[Items listed in a dataset]
· · · · ·

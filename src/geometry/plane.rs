// SPDX-License-Identifier: Apache-2.0
// Copyright (c) 2025 Polyframe Inc.

//! Oriented planes in Hessian normal form

use crate::error::{CsgError, Result};
use nalgebra::{Point3, Vector3};
use serde::{Deserialize, Serialize};

/// Plane with unit normal; points `p` on the plane satisfy `normal · p = distance`
#[derive(Debug, Clone, Copy, PartialEq, Serialize, Deserialize)]
pub struct Plane {
    pub normal: Vector3<f64>,
    pub distance: f64,
}

/// Normals shorter than this cannot be normalized meaningfully
const MIN_NORMAL_LENGTH: f64 = 1e-12;

impl Plane {
    /// Plane through three points, oriented by their winding
    pub fn from_points(p0: &Point3<f64>, p1: &Point3<f64>, p2: &Point3<f64>) -> Result<Self> {
        let normal = (p1 - p0).cross(&(p2 - p0));
        let normal = normal.try_normalize(MIN_NORMAL_LENGTH).ok_or_else(|| {
            CsgError::degenerate(format!(
                "points {:?}, {:?}, {:?} do not span a plane",
                p0.coords, p1.coords, p2.coords
            ))
        })?;
        Ok(Self {
            normal,
            distance: normal.dot(&p0.coords),
        })
    }

    /// Plane with the given normal passing through `point`
    pub fn from_normal_and_point(normal: &Vector3<f64>, point: &Point3<f64>) -> Result<Self> {
        let normal = Self::unit(normal)?;
        Ok(Self {
            normal,
            distance: normal.dot(&point.coords),
        })
    }

    /// Plane with the given normal at signed `distance` from the origin
    pub fn from_normal_and_distance(normal: &Vector3<f64>, distance: f64) -> Result<Self> {
        Ok(Self {
            normal: Self::unit(normal)?,
            distance,
        })
    }

    fn unit(normal: &Vector3<f64>) -> Result<Vector3<f64>> {
        normal
            .try_normalize(MIN_NORMAL_LENGTH)
            .ok_or_else(|| CsgError::degenerate("zero-length plane normal"))
    }

    /// Signed distance; positive on the side the normal points to
    pub fn distance_to(&self, point: &Point3<f64>) -> f64 {
        point.coords.dot(&self.normal) - self.distance
    }

    /// Same plane facing the other way
    pub fn flipped(&self) -> Self {
        Self {
            normal: -self.normal,
            distance: -self.distance,
        }
    }
}
// SPDX-License-Identifier: Apache-2.0
// Copyright (c) 2025 Polyframe Inc.

//! Output assembly from classified faces

use super::weld::PointWelder;
use super::{BooleanOp, Face, ObjectGraph, Status};
use crate::error::Result;
use crate::geometry::Solid;
use crate::utils::math::points_equal;
use nalgebra::Point3;
use tracing::trace;

/// Which faces of each graph survive an operation
struct Selection {
    first: &'static [Status],
    second: &'static [Status],
    invert_second: bool,
}

fn selection(op: BooleanOp) -> Selection {
    match op {
        BooleanOp::Union => Selection {
            first: &[Status::Outside, Status::Same],
            second: &[Status::Outside],
            invert_second: false,
        },
        BooleanOp::Intersection => Selection {
            first: &[Status::Inside, Status::Same],
            second: &[Status::Inside],
            invert_second: false,
        },
        BooleanOp::Difference => Selection {
            first: &[Status::Outside, Status::Opposite],
            second: &[Status::Inside],
            invert_second: true,
        },
    }
}

/// Collects triangles into a deduplicated vertex list
struct Assembler {
    welder: PointWelder,
    indices: Vec<usize>,
    tolerance: f64,
}

impl Assembler {
    fn new(tolerance: f64) -> Self {
        Self {
            welder: PointWelder::new(tolerance),
            indices: Vec::new(),
            tolerance,
        }
    }

    fn push(&mut self, points: [Point3<f64>; 3]) {
        let tol = self.tolerance;
        if points_equal(&points[0], &points[1], tol)
            || points_equal(&points[1], &points[2], tol)
            || points_equal(&points[0], &points[2], tol)
        {
            trace!("dropping collapsed output triangle");
            return;
        }

        let ids = points.map(|p| self.welder.find_or_insert(p).0);
        if ids[0] == ids[1] || ids[1] == ids[2] || ids[0] == ids[2] {
            trace!(?ids, "dropping output triangle with welded corners");
            return;
        }
        self.indices.extend_from_slice(&ids);
    }

    fn push_faces(&mut self, faces: &[Face], keep: &[Status], invert: bool) {
        for face in faces.iter().filter(|f| keep.contains(&f.status)) {
            let [a, b, c] = *face.points();
            if invert {
                self.push([b, a, c]);
            } else {
                self.push([a, b, c]);
            }
        }
    }

    fn finish(self) -> Result<Solid> {
        if self.indices.is_empty() {
            return Ok(Solid::empty());
        }
        Solid::new(self.welder.into_points(), self.indices)
    }
}

/// Assemble the result of `op` from two classified graphs; neither graph is modified
pub fn compose(
    first: &ObjectGraph,
    second: &ObjectGraph,
    op: BooleanOp,
    vertex_tolerance: f64,
) -> Result<Solid> {
    let keep = selection(op);
    let mut assembler = Assembler::new(vertex_tolerance);
    assembler.push_faces(first.faces(), keep.first, false);
    assembler.push_faces(second.faces(), keep.second, keep.invert_second);
    assembler.finish()
}

#[cfg(test)]
mod tests {
    use super::*;

    const TOL: f64 = 1e-5;

    #[test]
    fn test_assembler_welds_shared_corners() {
        let mut assembler = Assembler::new(TOL);
        assembler.push([
            Point3::new(0.0, 0.0, 0.0),
            Point3::new(1.0, 0.0, 0.0),
            Point3::new(0.0, 1.0, 0.0),
        ]);
        assembler.push([
            Point3::new(1.0 + 1e-7, 0.0, 0.0),
            Point3::new(1.0, 1.0, 0.0),
            Point3::new(0.0, 1.0, 0.0),
        ]);
        let solid = assembler.finish().unwrap();
        assert_eq!(solid.vertex_count(), 4);
        assert_eq!(solid.indices(), &[0, 1, 2, 1, 3, 2]);
    }

    #[test]
    fn test_assembler_drops_collapsed_triangles() {
        let mut assembler = Assembler::new(TOL);
        assembler.push([
            Point3::new(0.0, 0.0, 0.0),
            Point3::new(1e-7, 0.0, 0.0),
            Point3::new(0.0, 1.0, 0.0),
        ]);
        let solid = assembler.finish().unwrap();
        assert!(solid.is_empty());
        assert_eq!(solid, Solid::empty());
    }

    #[test]
    fn test_difference_keeps_opposite_and_inverts_second() {
        let keep = selection(BooleanOp::Difference);
        assert!(keep.first.contains(&Status::Opposite));
        assert!(!keep.first.contains(&Status::Same));
        assert!(keep.invert_second);

        let union = selection(BooleanOp::Union);
        assert!(union.first.contains(&Status::Same));
        assert!(!union.second.contains(&Status::Same));
    }
}
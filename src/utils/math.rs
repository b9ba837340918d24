// SPDX-License-Identifier: Apache-2.0
// Copyright (c) 2025 Polyframe Inc.

//! Math utilities

use nalgebra::{Point3, Vector3};

/// Check if two floats are approximately equal
pub fn approx_eq(a: f64, b: f64, epsilon: f64) -> bool {
    (a - b).abs() < epsilon
}

/// Per-axis positional equality, the notion of "same vertex" used everywhere
pub fn points_equal(a: &Point3<f64>, b: &Point3<f64>, epsilon: f64) -> bool {
    approx_eq(a.x, b.x, epsilon) && approx_eq(a.y, b.y, epsilon) && approx_eq(a.z, b.z, epsilon)
}

/// Sign of a signed distance: -1, 0 or +1 with a dead zone of `epsilon`
pub fn sign(value: f64, epsilon: f64) -> i8 {
    if value > epsilon {
        1
    } else if value < -epsilon {
        -1
    } else {
        0
    }
}

/// Index of the component with the largest magnitude
pub fn dominant_axis(v: &Vector3<f64>) -> usize {
    let a = v.abs();
    if a.x >= a.y && a.x >= a.z {
        0
    } else if a.y >= a.z {
        1
    } else {
        2
    }
}

/// Area of the triangle (p0, p1, p2)
pub fn triangle_area(p0: &Point3<f64>, p1: &Point3<f64>, p2: &Point3<f64>) -> f64 {
    (p1 - p0).cross(&(p2 - p0)).norm() * 0.5
}

#[cfg(test)]
mod tests {
    use super::*;

    #[test]
    fn test_approx_eq() {
        assert!(approx_eq(1.0, 1.0001, 0.001));
        assert!(!approx_eq(1.0, 1.1, 0.001));
    }

    #[test]
    fn test_points_equal_is_per_axis() {
        let a = Point3::new(0.0, 0.0, 0.0);
        assert!(points_equal(&a, &Point3::new(9e-6, -9e-6, 9e-6), 1e-5));
        assert!(!points_equal(&a, &Point3::new(0.0, 2e-5, 0.0), 1e-5));
    }

    #[test]
    fn test_sign() {
        assert_eq!(sign(0.5, 1e-10), 1);
        assert_eq!(sign(-0.5, 1e-10), -1);
        assert_eq!(sign(1e-12, 1e-10), 0);
    }

    #[test]
    fn test_dominant_axis() {
        assert_eq!(dominant_axis(&Vector3::new(0.1, -0.9, 0.2)), 1);
        assert_eq!(dominant_axis(&Vector3::new(0.0, 0.0, -1.0)), 2);
        assert_eq!(dominant_axis(&Vector3::new(1.0, 1.0, 1.0)), 0);
    }

    #[test]
    fn test_triangle_area() {
        let area = triangle_area(
            &Point3::new(0.0, 0.0, 0.0),
            &Point3::new(2.0, 0.0, 0.0),
            &Point3::new(0.0, 2.0, 0.0),
        );
        assert!(approx_eq(area, 2.0, 1e-12));
    }
}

· · · · ·

- [REQUIREMENT] Every line above from the line with "BooleanOp::Difference => Selection" to the line with "let ids = points.map(|p|" is wanted, ends included; write them out exactly and add no other line.

- [SOLUTION FOR THIS TASK]
        BooleanOp::Difference => Selection {
            first: &[Status::Outside, Status::Opposite],
            second: &[Status::Inside],
            invert_second: true,
        },
    }
}

/// Collects triangles into a deduplicated vertex list
struct Assembler {
    welder: PointWelder,
    indices: Vec<usize>,
    tolerance: f64,
}

impl Assembler {
    fn new(tolerance: f64) -> Self {
        Self {
            welder: PointWelder::new(tolerance),
            indices: Vec::new(),
            tolerance,
        }
    }

    fn push(&mut self, points: [Point3<f64>; 3]) {
        let tol = self.tolerance;
        if points_equal(&points[0], &points[1], tol)
            || points_equal(&points[1], &points[2], tol)
            || points_equal(&points[0], &points[2], tol)
        {
            trace!("dropping collapsed output triangle");
            return;
        }

        let ids = points.map(|p| self.welder.find_or_insert(p).0);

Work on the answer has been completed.